◆ Assigned task
From the data below, please reproduce exactly everything from the line that contains "clock.publish(10);" down to the line that contains "as a mismatch.", with both ends included.

The records: Begin

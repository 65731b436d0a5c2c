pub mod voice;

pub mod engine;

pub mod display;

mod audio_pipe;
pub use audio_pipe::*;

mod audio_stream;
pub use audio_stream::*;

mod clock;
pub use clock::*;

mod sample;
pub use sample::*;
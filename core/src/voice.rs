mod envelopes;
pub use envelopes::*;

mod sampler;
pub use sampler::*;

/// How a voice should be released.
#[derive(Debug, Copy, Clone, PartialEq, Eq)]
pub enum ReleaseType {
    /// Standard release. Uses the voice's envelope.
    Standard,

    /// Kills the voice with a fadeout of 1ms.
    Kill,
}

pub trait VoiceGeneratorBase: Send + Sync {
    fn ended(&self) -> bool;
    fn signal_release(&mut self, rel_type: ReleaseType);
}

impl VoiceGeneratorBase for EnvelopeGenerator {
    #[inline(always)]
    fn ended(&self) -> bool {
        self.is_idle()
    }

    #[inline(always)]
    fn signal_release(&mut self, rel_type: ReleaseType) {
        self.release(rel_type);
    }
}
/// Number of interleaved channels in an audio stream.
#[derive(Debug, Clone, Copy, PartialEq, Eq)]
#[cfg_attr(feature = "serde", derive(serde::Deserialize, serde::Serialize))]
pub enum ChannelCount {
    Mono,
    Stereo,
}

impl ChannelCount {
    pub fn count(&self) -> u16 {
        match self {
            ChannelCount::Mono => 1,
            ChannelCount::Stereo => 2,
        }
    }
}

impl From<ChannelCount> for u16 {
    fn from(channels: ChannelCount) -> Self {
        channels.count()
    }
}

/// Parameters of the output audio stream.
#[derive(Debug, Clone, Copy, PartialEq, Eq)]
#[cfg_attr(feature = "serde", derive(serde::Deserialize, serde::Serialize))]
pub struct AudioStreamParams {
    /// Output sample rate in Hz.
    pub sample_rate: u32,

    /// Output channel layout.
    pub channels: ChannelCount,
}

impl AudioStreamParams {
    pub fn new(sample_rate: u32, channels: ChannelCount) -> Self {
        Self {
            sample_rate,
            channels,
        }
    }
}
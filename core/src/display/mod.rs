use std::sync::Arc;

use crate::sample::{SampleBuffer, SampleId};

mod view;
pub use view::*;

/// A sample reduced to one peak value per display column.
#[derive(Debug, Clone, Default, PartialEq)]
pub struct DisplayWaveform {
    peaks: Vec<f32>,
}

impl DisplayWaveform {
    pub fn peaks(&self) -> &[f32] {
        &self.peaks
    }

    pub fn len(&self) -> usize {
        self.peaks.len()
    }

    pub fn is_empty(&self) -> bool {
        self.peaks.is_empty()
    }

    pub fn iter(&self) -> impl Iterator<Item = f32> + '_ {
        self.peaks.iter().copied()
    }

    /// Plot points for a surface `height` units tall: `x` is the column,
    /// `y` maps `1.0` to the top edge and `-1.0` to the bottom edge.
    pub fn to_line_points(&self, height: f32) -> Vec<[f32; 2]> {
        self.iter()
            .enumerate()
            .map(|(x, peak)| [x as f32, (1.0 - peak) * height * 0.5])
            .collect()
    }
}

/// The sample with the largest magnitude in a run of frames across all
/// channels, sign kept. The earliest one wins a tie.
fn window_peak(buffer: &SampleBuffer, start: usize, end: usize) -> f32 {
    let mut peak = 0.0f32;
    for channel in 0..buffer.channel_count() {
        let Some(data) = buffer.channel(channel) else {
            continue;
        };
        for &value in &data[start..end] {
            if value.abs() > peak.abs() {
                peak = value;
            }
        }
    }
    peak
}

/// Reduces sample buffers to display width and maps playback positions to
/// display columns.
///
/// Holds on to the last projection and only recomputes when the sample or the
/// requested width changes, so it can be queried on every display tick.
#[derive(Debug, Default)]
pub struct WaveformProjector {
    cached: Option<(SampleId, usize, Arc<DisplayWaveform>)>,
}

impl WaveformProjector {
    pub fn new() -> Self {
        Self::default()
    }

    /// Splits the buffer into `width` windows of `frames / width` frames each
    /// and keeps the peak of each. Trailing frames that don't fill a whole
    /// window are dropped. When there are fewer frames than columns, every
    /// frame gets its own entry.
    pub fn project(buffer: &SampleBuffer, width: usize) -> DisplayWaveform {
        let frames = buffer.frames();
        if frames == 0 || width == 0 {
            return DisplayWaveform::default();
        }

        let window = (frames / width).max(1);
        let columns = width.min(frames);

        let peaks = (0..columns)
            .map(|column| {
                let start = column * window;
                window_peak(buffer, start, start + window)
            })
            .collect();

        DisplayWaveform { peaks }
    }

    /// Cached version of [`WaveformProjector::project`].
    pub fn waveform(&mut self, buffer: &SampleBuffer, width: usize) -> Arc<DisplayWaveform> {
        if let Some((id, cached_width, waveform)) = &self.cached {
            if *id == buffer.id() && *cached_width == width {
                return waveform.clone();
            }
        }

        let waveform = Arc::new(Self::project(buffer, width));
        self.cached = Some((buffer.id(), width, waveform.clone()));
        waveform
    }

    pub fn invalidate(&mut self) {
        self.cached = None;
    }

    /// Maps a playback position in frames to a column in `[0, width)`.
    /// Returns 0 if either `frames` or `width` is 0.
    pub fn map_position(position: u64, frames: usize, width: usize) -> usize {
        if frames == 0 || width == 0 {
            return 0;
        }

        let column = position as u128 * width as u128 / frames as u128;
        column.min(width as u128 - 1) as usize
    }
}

The records: End
The records: Begin

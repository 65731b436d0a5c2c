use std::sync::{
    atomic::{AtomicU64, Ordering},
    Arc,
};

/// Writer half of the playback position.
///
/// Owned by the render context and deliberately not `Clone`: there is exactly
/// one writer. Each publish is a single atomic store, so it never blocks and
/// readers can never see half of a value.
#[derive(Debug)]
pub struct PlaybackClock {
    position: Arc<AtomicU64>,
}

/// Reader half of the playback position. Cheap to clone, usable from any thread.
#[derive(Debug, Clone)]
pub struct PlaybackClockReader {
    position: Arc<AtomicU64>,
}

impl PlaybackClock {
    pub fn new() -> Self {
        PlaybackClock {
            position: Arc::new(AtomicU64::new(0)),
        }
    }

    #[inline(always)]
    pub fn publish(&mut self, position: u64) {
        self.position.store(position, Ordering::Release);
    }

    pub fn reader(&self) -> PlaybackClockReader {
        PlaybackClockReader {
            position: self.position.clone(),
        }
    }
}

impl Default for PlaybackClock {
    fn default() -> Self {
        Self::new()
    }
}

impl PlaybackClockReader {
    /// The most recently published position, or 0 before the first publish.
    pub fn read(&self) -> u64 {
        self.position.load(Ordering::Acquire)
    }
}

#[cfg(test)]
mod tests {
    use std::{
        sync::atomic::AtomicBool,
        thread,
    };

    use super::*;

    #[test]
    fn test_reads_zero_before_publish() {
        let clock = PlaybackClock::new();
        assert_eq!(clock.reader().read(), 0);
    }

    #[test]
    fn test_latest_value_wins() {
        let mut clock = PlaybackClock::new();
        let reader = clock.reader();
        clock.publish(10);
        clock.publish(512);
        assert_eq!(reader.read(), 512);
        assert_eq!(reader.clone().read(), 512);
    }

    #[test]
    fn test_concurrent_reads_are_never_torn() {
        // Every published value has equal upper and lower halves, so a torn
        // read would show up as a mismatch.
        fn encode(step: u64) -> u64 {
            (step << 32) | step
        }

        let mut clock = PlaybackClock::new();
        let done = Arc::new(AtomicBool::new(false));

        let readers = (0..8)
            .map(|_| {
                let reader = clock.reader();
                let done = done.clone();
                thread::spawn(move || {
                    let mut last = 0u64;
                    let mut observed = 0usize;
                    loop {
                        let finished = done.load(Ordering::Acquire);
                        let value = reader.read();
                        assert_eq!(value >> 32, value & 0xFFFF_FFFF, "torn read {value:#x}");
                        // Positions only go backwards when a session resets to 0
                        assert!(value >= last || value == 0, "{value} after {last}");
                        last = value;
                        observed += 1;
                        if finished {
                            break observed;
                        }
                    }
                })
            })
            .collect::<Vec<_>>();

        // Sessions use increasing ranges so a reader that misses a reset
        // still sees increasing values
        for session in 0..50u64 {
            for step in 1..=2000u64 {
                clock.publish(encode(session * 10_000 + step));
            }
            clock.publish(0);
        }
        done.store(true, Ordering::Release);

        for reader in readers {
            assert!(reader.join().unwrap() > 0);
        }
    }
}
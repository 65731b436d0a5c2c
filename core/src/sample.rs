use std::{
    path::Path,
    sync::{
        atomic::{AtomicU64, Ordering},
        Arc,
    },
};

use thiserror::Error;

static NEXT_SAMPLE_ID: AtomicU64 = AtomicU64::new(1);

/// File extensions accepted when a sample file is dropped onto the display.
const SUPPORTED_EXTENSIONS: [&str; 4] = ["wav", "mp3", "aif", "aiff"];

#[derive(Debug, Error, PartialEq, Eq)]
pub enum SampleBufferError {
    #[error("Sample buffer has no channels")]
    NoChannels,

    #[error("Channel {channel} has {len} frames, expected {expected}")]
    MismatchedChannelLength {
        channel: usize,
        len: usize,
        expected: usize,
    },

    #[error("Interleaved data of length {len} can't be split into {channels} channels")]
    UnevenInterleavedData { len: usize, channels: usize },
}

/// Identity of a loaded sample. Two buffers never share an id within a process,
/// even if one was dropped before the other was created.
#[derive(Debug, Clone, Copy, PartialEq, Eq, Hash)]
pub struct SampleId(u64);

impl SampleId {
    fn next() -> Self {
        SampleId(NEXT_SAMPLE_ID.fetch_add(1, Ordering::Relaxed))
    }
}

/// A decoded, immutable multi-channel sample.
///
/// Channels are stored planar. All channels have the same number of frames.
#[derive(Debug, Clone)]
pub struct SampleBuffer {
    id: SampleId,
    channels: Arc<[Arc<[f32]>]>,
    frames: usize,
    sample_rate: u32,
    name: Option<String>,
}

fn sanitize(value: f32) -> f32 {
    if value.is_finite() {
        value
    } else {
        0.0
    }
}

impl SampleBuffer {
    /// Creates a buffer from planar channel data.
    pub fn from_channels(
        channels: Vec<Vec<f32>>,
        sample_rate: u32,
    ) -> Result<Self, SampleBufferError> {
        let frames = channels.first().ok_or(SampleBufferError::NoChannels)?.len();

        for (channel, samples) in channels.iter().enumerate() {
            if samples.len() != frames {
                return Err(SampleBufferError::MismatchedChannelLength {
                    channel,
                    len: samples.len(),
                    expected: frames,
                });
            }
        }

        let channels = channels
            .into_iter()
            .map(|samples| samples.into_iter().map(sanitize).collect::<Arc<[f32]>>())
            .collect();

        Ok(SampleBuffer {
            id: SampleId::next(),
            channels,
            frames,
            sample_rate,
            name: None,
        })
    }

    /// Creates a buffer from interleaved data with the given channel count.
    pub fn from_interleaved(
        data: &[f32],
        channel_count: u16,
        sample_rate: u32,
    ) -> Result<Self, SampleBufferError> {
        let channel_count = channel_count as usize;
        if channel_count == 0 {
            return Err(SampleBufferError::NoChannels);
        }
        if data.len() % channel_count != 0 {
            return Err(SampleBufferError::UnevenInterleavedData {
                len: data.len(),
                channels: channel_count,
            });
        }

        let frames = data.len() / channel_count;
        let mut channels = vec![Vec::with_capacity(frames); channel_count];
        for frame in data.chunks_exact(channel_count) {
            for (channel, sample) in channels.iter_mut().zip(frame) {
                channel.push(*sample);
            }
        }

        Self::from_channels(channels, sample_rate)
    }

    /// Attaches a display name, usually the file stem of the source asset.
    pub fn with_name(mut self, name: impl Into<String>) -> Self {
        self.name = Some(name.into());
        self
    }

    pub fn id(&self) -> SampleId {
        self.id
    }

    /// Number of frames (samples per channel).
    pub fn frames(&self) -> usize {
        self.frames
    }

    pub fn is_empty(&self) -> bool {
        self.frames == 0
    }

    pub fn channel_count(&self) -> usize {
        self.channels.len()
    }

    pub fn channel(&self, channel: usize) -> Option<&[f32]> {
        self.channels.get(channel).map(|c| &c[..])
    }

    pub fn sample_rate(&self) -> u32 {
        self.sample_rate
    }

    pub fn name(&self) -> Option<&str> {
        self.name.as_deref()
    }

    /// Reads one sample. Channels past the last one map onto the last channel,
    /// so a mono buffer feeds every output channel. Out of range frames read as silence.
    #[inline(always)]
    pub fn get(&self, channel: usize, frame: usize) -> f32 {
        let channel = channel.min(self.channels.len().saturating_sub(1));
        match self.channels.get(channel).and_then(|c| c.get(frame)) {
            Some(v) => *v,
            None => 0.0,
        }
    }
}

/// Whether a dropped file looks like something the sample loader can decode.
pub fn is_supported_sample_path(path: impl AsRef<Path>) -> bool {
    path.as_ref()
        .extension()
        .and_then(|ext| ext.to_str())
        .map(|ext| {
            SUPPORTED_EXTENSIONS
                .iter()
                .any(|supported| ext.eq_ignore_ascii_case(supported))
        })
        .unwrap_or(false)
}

The records: End

◆ Response to this exercise
        clock.publish(10);
        clock.publish(512);
        assert_eq!(reader.read(), 512);
        assert_eq!(reader.clone().read(), 512);
    }

    #[test]
    fn test_concurrent_reads_are_never_torn() {
        // Every published value has equal upper and lower halves, so a torn
        // read would show up as a mismatch.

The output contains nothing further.